Sigaut évoque les grands seigneurs débauchés de l'époque, ce qu'elle nomme "la face noire du libertinage".
Tels le grand prieur de Vendôme, qui en tant que grand prieur de l'ordre de Saint Jean de Jérusalem était à la tête d'une sorte de petite principauté indépendante à Paris, l'enclos du Temple (ex territoire des Templiers), où la police n'avait pas le droit de pénétrer, et qui abritait environ 4 000 personnes, tants gueux et criminels que nobles.
Ce prieur, ainsi que son frère aîné le duc de Vendôme (descendants du bâtard de Henri IV et de Gabrielle d'Estrées) était connu pour ses débauches.
A tel point que Louis XIV jugea bon de l'exiler; le Régent, plus indulgent, le rappela.

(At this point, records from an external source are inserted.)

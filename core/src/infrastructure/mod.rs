pub mod identity;
pub mod llm;
pub mod localization;
pub mod preferences;
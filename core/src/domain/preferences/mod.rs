pub mod entities;
pub mod ports;
pub mod services;

pub use entities::*;
pub use ports::PreferenceStore;
pub use services::PreferenceManager;
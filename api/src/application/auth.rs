use axum::{
    RequestPartsExt,
    extract::{Request, State},
    http::{StatusCode, request::Parts},
    middleware::Next,
    response::{IntoResponse, Response},
};
use axum_extra::{
    TypedHeader,
    headers::{Authorization, authorization::Bearer},
};
use serde::{Deserialize, Serialize};
use thiserror::Error;
use tracing::debug;

use super::{device_middleware::DeviceContext, http::server::app_state::AppState};

#[derive(Debug, Error, Deserialize, Serialize, PartialEq, Eq)]
pub enum AuthError {
    #[error("Device not identified")]
    DeviceNotIdentified,
    #[error("Token not found")]
    TokenNotFound,
    #[error("Not signed in")]
    NotSignedIn(String),
}

#[derive(Serialize, Deserialize)]
struct ErrorResponse {
    code: String,
    message: String,
    status: i64,
}

impl IntoResponse for AuthError {
    fn into_response(self) -> Response {
        let status = StatusCode::UNAUTHORIZED;
        let message = match self {
            AuthError::DeviceNotIdentified => "Device not identified".to_string(),
            AuthError::TokenNotFound => "Token not found".to_string(),
            AuthError::NotSignedIn(message) => message,
        };

        let error_response = ErrorResponse {
            code: "E_UNAUTHORIZED".to_string(),
            message,
            status: status.as_u16() as i64,
        };

        (status, axum::Json(error_response)).into_response()
    }
}

pub async fn extract_token_from_bearer(parts: &mut Parts) -> Result<String, AuthError> {
    let TypedHeader(Authorization(bearer)) = parts
        .extract::<TypedHeader<Authorization<Bearer>>>()
        .await
        .map_err(|_| AuthError::TokenNotFound)?;

    Ok(bearer.token().to_string())
}

/// Lets the request through only when the bearer token is the session token
/// handed out at sign-in for this device. The session and its user are then
/// available as `DeviceSession` and `AuthenticatedUser` extensions.
/// Must run after `device_middleware`.
pub async fn auth(
    State(state): State<AppState>,
    req: Request,
    next: Next,
) -> Result<Response, AuthError> {
    let (mut parts, body) = req.into_parts();

    let device = parts
        .extensions
        .get::<DeviceContext>()
        .cloned()
        .ok_or(AuthError::DeviceNotIdentified)?;

    let session = match extract_token_from_bearer(&mut parts).await {
        Ok(token) => state.devices.get(&device.device_id, &token).await,
        Err(_) => None,
    };

    let Some((session, user)) = session
        .and_then(|session| session.identity.current_user().map(|user| (session, user)))
    else {
        debug!(device_id = %device.device_id, "Rejected request without a valid session");
        let language = state.resolve_language(&device, None).await;
        return Err(AuthError::NotSignedIn(
            state.translate(language, "auth.error.notSignedIn"),
        ));
    };

    let mut req = Request::from_parts(parts, body);
    req.extensions_mut().insert(user);
    req.extensions_mut().insert(session);

    Ok(next.run(req).await)
}
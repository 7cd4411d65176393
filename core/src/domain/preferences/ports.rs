use std::future::Future;

use crate::domain::common::entities::app_errors::CoreError;

/// String slots grouped by namespace (one namespace per device).
#[cfg_attr(test, mockall::automock)]
pub trait PreferenceStore: Send + Sync {
    fn get(
        &self,
        namespace: String,
        slot: String,
    ) -> impl Future<Output = Result<Option<String>, CoreError>> + Send;

    fn set(
        &self,
        namespace: String,
        slot: String,
        value: String,
    ) -> impl Future<Output = Result<(), CoreError>> + Send;

    fn remove(
        &self,
        namespace: String,
        slot: String,
    ) -> impl Future<Output = Result<(), CoreError>> + Send;
}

Autre débauché et pédophile de l'époque, le prince de Conti, qui devint aussi prieur du Temple en 1749, et qui tenait un registre de ses jeunes "partenaires", avec des notices détaillées accompagnées d'images qu'il faisait peindre.
Pour satisfaire ces débauchés, il fallait trouver des enfants sans cesse renouvelés.
Il est établi--de nombreuses plaintes de parents en font foi (y compris des parents honorablement connus, commerçants, artisans etc) que des exempts (policiers) enlevaient des enfants dans les rues parisiennes (ils recevaient 12 pistoles "par tête" pour ça) et les envoyaient à l'Hôpital général.
Si ces enfants avaient des parents ayant pignon sur rue, les parents les réclamaient et ils sortaient de l'Hôpital contre une somme d'argent.
Si ces enfants n'avaient pas de parents pouvant s'inquiéter d'eux et payer pour leur sortie, un certain nombre d'entre eux restait à l'Hôpital--et pouvait purement et simplement disparaître des registres au bout de quelques temps, tandis que d'autres mouraient comme des mouches. En effet, le taux de mortalité des enfants dans les établissements de l'HG semble avoir été terrifiant, même pour l'époque.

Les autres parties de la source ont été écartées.